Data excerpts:

━━━━━━━━━━━━━━━━━━━━━━━━━━━━━━

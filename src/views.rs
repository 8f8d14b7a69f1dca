//! Server-side HTML rendering.
//!
//! Templates live in `templates/` and are embedded at compile time, so the
//! binary has no runtime dependency on the working directory.

use axum::response::Html;
use serde::Serialize;
use tera::{Context, Tera};

use crate::error::AppError;
use crate::forms::{FieldErrors, TodoFormInput};
use crate::models::{TITLE_MAX_LENGTH, TodoItem};

pub const HOME_TEMPLATE: &str = "home.html";
pub const FORM_TEMPLATE: &str = "todo_form.html";
pub const CONFIRM_DELETE_TEMPLATE: &str = "todo_confirm_delete.html";

pub struct Templates {
    tera: Tera,
}

#[derive(Serialize)]
struct ListContext<'a> {
    todos: &'a [TodoItem],
}

#[derive(Serialize)]
struct ConfirmDeleteContext<'a> {
    todo: &'a TodoItem,
}

/// What the create/edit form shows: current values plus any field errors.
#[derive(Debug, Serialize)]
pub struct FormView<'a> {
    pub todo: Option<&'a TodoItem>,
    pub action: String,
    pub title: String,
    pub description: String,
    pub completed: bool,
    pub show_completed: bool,
    pub errors: FieldErrors,
    pub title_max_length: usize,
}

impl<'a> FormView<'a> {
    pub fn create() -> Self {
        Self {
            todo: None,
            action: "/create/".to_string(),
            title: String::new(),
            description: String::new(),
            completed: false,
            show_completed: false,
            errors: FieldErrors::new(),
            title_max_length: TITLE_MAX_LENGTH,
        }
    }

    pub fn edit(todo: &'a TodoItem) -> Self {
        Self {
            todo: Some(todo),
            action: format!("/{}/edit/", todo.id),
            title: todo.title.clone(),
            description: todo.description.clone(),
            completed: todo.completed,
            show_completed: true,
            errors: FieldErrors::new(),
            title_max_length: TITLE_MAX_LENGTH,
        }
    }

    /// Refills the form with what the user submitted so nothing is lost on error.
    pub fn with_submission(mut self, input: &TodoFormInput, errors: FieldErrors) -> Self {
        self.title = input.title.clone().unwrap_or_default();
        self.description = input.description.clone().unwrap_or_default();
        self.completed = crate::forms::parse_checkbox(input.completed.as_deref());
        self.errors = errors;
        self
    }
}

impl Templates {
    pub fn new() -> Result<Self, AppError> {
        let mut tera = Tera::default();
        tera.add_raw_templates(vec![
            ("base.html", include_str!("../templates/base.html")),
            (HOME_TEMPLATE, include_str!("../templates/home.html")),
            (FORM_TEMPLATE, include_str!("../templates/todo_form.html")),
            (
                CONFIRM_DELETE_TEMPLATE,
                include_str!("../templates/todo_confirm_delete.html"),
            ),
        ])?;
        Ok(Self { tera })
    }

    fn render<T: Serialize>(&self, name: &str, context: &T) -> Result<Html<String>, AppError> {
        let context = Context::from_serialize(context)?;
        Ok(Html(self.tera.render(name, &context)?))
    }

    pub fn list(&self, todos: &[TodoItem]) -> Result<Html<String>, AppError> {
        self.render(HOME_TEMPLATE, &ListContext { todos })
    }

    pub fn form(&self, view: &FormView<'_>) -> Result<Html<String>, AppError> {
        self.render(FORM_TEMPLATE, view)
    }

    pub fn confirm_delete(&self, todo: &TodoItem) -> Result<Html<String>, AppError> {
        self.render(CONFIRM_DELETE_TEMPLATE, &ConfirmDeleteContext { todo })
    }
}

#[cfg(test)]
mod tests {
    use chrono::Utc;

    use super::*;

    fn sample(id: i64, title: &str, completed: bool) -> TodoItem {
        let now = Utc::now();
        TodoItem {
            id,
            title: title.to_string(),
            description: String::new(),
            completed,
            created_at: now,
            updated_at: now,
        }
    }

    #[test]
    fn test_list_renders_items_and_escapes_titles() {
        let templates = Templates::new().unwrap();
        let todos = vec![sample(2, "<b>Bold</b>", true), sample(1, "Buy milk", false)];
        let Html(body) = templates.list(&todos).unwrap();

        assert!(body.contains("Buy milk"));
        assert!(body.contains("&lt;b&gt;Bold&lt;&#x2F;b&gt;"));
        assert!(body.contains(r#"action="/1/toggle/""#));
        assert!(body.contains(r#"class="todo completed""#));
    }

    #[test]
    fn test_empty_list() {
        let templates = Templates::new().unwrap();
        let Html(body) = templates.list(&[]).unwrap();
        assert!(body.contains("Nothing to do yet."));
    }

    #[test]
    fn test_form_shows_errors_and_submitted_values() {
        let templates = Templates::new().unwrap();
        let mut errors = FieldErrors::new();
        errors.add("title", crate::forms::REQUIRED_MESSAGE);
        let input = TodoFormInput {
            title: None,
            description: Some("Description only".to_string()),
            completed: None,
        };
        let view = FormView::create().with_submission(&input, errors);
        let Html(body) = templates.form(&view).unwrap();

        assert!(body.contains("This field is required."));
        assert!(body.contains("Description only"));
        assert!(!body.contains(r#"name="completed""#));
    }

    #[test]
    fn test_edit_form_is_prefilled() {
        let templates = Templates::new().unwrap();
        let todo = sample(7, "Original Title", true);
        let Html(body) = templates.form(&FormView::edit(&todo)).unwrap();

        assert!(body.contains(r#"action="/7/edit/""#));
        assert!(body.contains(r#"value="Original Title""#));
        assert!(body.contains("checked"));
    }

    #[test]
    fn test_confirm_delete() {
        let templates = Templates::new().unwrap();
        let todo = sample(3, "Todo to Delete", false);
        let Html(body) = templates.confirm_delete(&todo).unwrap();
        assert!(body.contains(r#"action="/3/delete/""#));
        assert!(body.contains("Todo to Delete"));
    }
}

━━━━━━━━━━━━━━━━━━━━━━━━━━━━━━

• PROBLEM TO WORK ON: Show each line of the records above containing "struct".

• RESPONSE BOX:
pub struct Templates {
struct ListContext<'a> {
struct ConfirmDeleteContext<'a> {
pub struct FormView<'a> {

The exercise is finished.